• Exercise instructions: Copy out every line from the records that includes "impl".
###
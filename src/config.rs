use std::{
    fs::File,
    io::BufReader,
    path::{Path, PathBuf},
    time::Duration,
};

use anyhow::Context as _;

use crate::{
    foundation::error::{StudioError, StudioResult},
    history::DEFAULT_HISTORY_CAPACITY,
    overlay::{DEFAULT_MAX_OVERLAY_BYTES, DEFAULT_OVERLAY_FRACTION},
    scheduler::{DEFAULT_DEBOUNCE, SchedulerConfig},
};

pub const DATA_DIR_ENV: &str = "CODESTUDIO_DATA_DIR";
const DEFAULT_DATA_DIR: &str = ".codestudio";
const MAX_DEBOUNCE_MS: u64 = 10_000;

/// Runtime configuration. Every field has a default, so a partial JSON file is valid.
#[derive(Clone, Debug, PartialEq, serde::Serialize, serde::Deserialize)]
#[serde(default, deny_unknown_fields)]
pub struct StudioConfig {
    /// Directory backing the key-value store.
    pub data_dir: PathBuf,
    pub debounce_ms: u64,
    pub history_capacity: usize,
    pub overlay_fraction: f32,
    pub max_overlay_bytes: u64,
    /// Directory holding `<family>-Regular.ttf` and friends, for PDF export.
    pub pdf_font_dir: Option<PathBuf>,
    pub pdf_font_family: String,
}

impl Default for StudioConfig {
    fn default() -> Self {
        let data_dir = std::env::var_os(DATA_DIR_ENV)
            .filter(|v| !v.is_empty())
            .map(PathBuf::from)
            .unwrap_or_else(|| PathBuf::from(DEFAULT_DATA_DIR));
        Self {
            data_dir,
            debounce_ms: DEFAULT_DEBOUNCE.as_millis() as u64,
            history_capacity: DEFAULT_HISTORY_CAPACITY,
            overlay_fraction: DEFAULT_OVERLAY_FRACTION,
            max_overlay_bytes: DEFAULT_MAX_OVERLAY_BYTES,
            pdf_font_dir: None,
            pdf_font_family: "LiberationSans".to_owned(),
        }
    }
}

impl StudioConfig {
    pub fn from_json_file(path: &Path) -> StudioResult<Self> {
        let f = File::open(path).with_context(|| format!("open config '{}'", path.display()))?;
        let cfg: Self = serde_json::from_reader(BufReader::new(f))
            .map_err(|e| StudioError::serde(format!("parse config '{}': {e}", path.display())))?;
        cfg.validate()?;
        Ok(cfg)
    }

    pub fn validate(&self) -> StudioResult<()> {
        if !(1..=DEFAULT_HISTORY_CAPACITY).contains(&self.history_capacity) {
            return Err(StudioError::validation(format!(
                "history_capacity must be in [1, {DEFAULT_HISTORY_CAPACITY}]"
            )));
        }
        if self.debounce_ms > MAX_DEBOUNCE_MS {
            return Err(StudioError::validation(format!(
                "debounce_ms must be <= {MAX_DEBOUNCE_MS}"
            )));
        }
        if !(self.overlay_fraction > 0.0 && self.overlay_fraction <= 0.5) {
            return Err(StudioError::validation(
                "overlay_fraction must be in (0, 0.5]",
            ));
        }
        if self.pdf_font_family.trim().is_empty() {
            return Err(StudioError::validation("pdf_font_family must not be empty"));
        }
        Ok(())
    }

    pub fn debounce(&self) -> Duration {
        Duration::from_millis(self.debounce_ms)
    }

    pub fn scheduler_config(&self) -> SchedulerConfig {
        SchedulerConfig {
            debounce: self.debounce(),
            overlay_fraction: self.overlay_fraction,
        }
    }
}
###
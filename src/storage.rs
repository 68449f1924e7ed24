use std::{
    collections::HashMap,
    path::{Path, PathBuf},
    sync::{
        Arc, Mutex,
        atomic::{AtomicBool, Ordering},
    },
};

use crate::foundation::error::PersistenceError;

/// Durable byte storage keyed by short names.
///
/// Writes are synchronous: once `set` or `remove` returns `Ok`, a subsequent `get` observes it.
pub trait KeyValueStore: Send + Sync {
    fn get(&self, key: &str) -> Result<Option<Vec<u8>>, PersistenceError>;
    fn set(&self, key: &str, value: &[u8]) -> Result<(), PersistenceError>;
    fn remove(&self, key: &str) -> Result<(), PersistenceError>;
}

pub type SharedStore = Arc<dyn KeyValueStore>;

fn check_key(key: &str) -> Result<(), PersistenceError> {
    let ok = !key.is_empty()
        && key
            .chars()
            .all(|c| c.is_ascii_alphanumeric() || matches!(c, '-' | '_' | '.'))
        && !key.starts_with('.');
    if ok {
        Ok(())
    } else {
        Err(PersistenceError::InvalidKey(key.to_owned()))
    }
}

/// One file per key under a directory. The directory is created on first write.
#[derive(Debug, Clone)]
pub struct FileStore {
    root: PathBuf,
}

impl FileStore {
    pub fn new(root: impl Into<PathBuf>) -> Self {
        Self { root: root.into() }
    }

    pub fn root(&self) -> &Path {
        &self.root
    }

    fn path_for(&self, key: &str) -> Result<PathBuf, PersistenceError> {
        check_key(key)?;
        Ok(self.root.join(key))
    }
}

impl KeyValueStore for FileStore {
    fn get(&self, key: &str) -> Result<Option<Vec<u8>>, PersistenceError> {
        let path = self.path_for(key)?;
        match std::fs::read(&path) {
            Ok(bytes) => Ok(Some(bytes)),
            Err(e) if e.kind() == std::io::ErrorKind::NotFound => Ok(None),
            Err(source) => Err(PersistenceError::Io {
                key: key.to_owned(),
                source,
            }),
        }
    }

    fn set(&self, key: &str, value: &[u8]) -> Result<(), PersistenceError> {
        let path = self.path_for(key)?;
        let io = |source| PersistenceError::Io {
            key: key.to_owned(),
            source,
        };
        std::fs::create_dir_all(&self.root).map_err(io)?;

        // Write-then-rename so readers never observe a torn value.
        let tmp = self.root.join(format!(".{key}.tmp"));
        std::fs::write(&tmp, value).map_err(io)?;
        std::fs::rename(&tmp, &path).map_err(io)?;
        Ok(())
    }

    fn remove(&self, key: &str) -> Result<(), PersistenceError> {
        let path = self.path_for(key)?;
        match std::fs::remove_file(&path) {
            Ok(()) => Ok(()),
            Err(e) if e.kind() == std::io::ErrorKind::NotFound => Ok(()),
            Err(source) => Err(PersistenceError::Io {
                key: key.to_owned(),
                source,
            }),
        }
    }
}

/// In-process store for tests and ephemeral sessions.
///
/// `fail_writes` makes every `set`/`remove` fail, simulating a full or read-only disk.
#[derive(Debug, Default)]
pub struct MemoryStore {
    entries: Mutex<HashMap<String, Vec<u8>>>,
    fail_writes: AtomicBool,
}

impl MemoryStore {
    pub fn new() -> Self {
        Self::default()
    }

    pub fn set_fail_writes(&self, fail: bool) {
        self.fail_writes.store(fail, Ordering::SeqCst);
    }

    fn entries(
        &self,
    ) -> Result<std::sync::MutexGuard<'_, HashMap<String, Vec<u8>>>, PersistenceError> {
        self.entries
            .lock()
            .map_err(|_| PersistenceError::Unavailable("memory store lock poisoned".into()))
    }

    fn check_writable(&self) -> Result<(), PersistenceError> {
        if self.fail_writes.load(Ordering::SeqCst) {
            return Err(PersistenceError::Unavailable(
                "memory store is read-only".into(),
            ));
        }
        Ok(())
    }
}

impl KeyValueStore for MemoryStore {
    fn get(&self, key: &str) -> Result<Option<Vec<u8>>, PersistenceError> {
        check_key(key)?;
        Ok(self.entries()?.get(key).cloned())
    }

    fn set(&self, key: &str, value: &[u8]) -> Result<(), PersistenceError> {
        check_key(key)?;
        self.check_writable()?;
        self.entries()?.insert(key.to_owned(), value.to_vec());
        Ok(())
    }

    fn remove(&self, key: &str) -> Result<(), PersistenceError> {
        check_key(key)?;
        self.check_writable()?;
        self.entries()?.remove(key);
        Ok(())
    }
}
###
• The completed task:
impl Default for StudioConfig {
impl StudioConfig {
impl FileStore {
    pub fn new(root: impl Into<PathBuf>) -> Self {
impl KeyValueStore for FileStore {
impl MemoryStore {
impl KeyValueStore for MemoryStore {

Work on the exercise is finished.